Karl Marx said it before: Capitalism is a dangerous social power. And historian and anthropologist David Harvey said it again Thursday night in a speech based on his new publication, “The Enigma of Capital and the Crises of Capitalism.”

But Harvey also issued a warning.

“Be very careful about putting faith in Marx’s one-liners,” he said.

Speaking to a crowd that packed the McCormick Tribune Center Forum, Harvey stressed his own opinions of the risks involved with capitalism. A Distinguished Professor of anthropology at the City University of New York, he believes systemic problems “need systemic solutions.” And a main problem right now is “politics are dominated by the Party of Wall Street,” in which he groups the capitalists.

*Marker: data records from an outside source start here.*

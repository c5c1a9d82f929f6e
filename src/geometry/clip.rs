//! Allocation-free polygon clipping against a single plane, used by the
//! portal-flood narrowing (§4.3) and the ray-portal clip (§4.4). This is the
//! single hottest geometric routine in the crate, so both traversal paths
//! share one implementation operating on caller-owned fixed-capacity
//! buffers instead of allocating a `Vec` per clip.

use glam::Vec3;

use super::plane::Plane;

/// Hard cap on points carried through a single clip. The source used 128;
/// kept identical since it also bounds the portal stack's per-frame buffers.
pub const MAX_HULL_POINTS: usize = 128;

/// Scratch state reused across clip calls within one traversal (never a
/// process-wide static — see DESIGN.md "Global visibility marker").
#[derive(Default)]
pub struct ClipScratch {
    sides: [ClipSide; MAX_HULL_POINTS],
    dists: [f32; MAX_HULL_POINTS],
}

#[derive(Clone, Copy, PartialEq, Eq, Default)]
enum ClipSide {
    #[default]
    On,
    Front,
    Back,
}

/// Fixed-capacity output buffer for a clipped hull.
pub struct ClipBuffer {
    pub points: [Vec3; MAX_HULL_POINTS],
    pub count: usize,
}

impl Default for ClipBuffer {
    fn default() -> Self {
        Self { points: [Vec3::ZERO; MAX_HULL_POINTS], count: 0 }
    }
}

impl ClipBuffer {
    pub fn as_slice(&self) -> &[Vec3] {
        &self.points[..self.count]
    }

    pub fn copy_from(&mut self, points: &[Vec3]) {
        debug_assert!(points.len() <= MAX_HULL_POINTS);
        self.points[..points.len()].copy_from_slice(points);
        self.count = points.len();
    }
}

/// Clip `input` by `plane`.
///
/// Contract (preserved deliberately from the source, documented rather than
/// silently "fixed" — see DESIGN.md open questions):
/// - if every point is behind the plane: writes an empty hull to `out` and
///   returns `Some(())` (fully clipped away).
/// - if every point is in front of the plane (nothing to clip): returns
///   `None` and leaves `out` untouched — **the caller must treat `None` as
///   "use the input hull unchanged"** and copy it into its own destination
///   buffer itself. This crate's call sites always do so unconditionally,
///   closing the stale-buffer hazard the source left latent.
/// - otherwise performs a Sutherland–Hodgman pass into `out` and returns
///   `Some(())`.
pub fn clip_polygon_fast(
    scratch: &mut ClipScratch,
    input: &[Vec3],
    out: &mut ClipBuffer,
    plane: &Plane,
    eps: f32,
) -> Option<()> {
    let n = input.len();
    debug_assert!(n + 4 <= MAX_HULL_POINTS);

    let mut front = 0usize;
    let mut back = 0usize;

    for i in 0..n {
        let d = plane.distance_to_point(input[i]);
        scratch.dists[i] = d;
        scratch.sides[i] = if d > eps {
            front += 1;
            ClipSide::Front
        } else if d < -eps {
            back += 1;
            ClipSide::Back
        } else {
            ClipSide::On
        };
    }

    if front == 0 {
        out.count = 0;
        return Some(());
    }

    if back == 0 {
        return None;
    }

    out.count = 0;
    scratch.sides[n] = scratch.sides[0];
    scratch.dists[n] = scratch.dists[0];

    for i in 0..n {
        let v = input[i];

        if scratch.sides[i] == ClipSide::On {
            out.points[out.count] = v;
            out.count += 1;
            continue;
        }

        if scratch.sides[i] == ClipSide::Front {
            out.points[out.count] = v;
            out.count += 1;
        }

        let next_side = scratch.sides[i + 1];
        if next_side == ClipSide::On || next_side == scratch.sides[i] {
            continue;
        }

        let next_vertex = input[(i + 1) % n];
        let d = scratch.dists[i] / (scratch.dists[i] - scratch.dists[i + 1]);

        out.points[out.count] = v + d * (next_vertex - v);
        out.count += 1;
    }

    Some(())
}

#[cfg(test)]
mod tests {
    use super::*;
    use glam::vec3;

    #[test]
    fn all_front_returns_none_meaning_unchanged() {
        let mut scratch = ClipScratch::default();
        let mut out = ClipBuffer::default();
        let square = [vec3(1.0, -1.0, 0.0), vec3(2.0, -1.0, 0.0), vec3(2.0, 1.0, 0.0), vec3(1.0, 1.0, 0.0)];
        let plane = Plane::new(glam::Vec3::X, 0.0);
        assert!(clip_polygon_fast(&mut scratch, &square, &mut out, &plane, 0.0).is_none());
    }

    #[test]
    fn all_back_yields_empty_hull() {
        let mut scratch = ClipScratch::default();
        let mut out = ClipBuffer::default();
        let square = [vec3(-2.0, -1.0, 0.0), vec3(-1.0, -1.0, 0.0), vec3(-1.0, 1.0, 0.0), vec3(-2.0, 1.0, 0.0)];
        let plane = Plane::new(glam::Vec3::X, 0.0);
        let r = clip_polygon_fast(&mut scratch, &square, &mut out, &plane, 0.0);
        assert!(r.is_some());
        assert_eq!(out.count, 0);
    }

    #[test]
    fn straddling_plane_clips_to_front_half() {
        let mut scratch = ClipScratch::default();
        let mut out = ClipBuffer::default();
        let square = [vec3(-1.0, -1.0, 0.0), vec3(1.0, -1.0, 0.0), vec3(1.0, 1.0, 0.0), vec3(-1.0, 1.0, 0.0)];
        let plane = Plane::new(glam::Vec3::X, 0.0);
        let r = clip_polygon_fast(&mut scratch, &square, &mut out, &plane, 0.0);
        assert!(r.is_some());
        assert!(out.count >= 3);
        for p in out.as_slice() {
            assert!(p.x >= -1e-6);
        }
    }
}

“We’re looking more like a model where we’re focused on making money, getting power and manipulating the political process,” Harvey said.

He compared our current crisis both to past economic accounts as well as to recent events.

“We’ve been told that a free market would be a benefit to all,” he said. “If only we’d stop having this sand thrown in our eyes by the Tea Party and FOX News.”

Weinberg sophomore Rafael Vizcaino appreciated Harvey’s timely references.

“I was expecting more relating to the future, but he connected well to recent events,” he said. “He’s inspiring to us young guys.”

Harvey also discussed how specific areas suffer economic freezes when disaster hits. He mentioned former New York Mayor Rudy Giuliani’s efforts to keep New Yorkers spending after the Sept. 11 attacks. He then spun another serious example of an economic disaster – the 2010 eruption of an Icelandic volcano – into a quip.

“You saw how the Icelandic bankers took revenge by erupting that volcano,” he said, noting the eruption halted travel business.

Joking aside, Harvey offered further examples of specific crises. He spoke of the Southwestern United States’subprime lending problem, as well as international epicenters of crisis. For example, countries and cities that host the Olympic games expect a major economic boost but end up “going bankrupt after overspending on the opening ceremonies.”

A close friend of Harvey’s and a sociology professor, Georgi Derluguian called Harvey “the best historical geographer in the world.”

Still, Harvey wanted to explain why he would speak about a subject that has already been discussed at length.

“I say, ‘What can I say about a situation that others aren’t saying?’ And for me,” Harvey said. “that’s not too hard because I’m a Marxist.”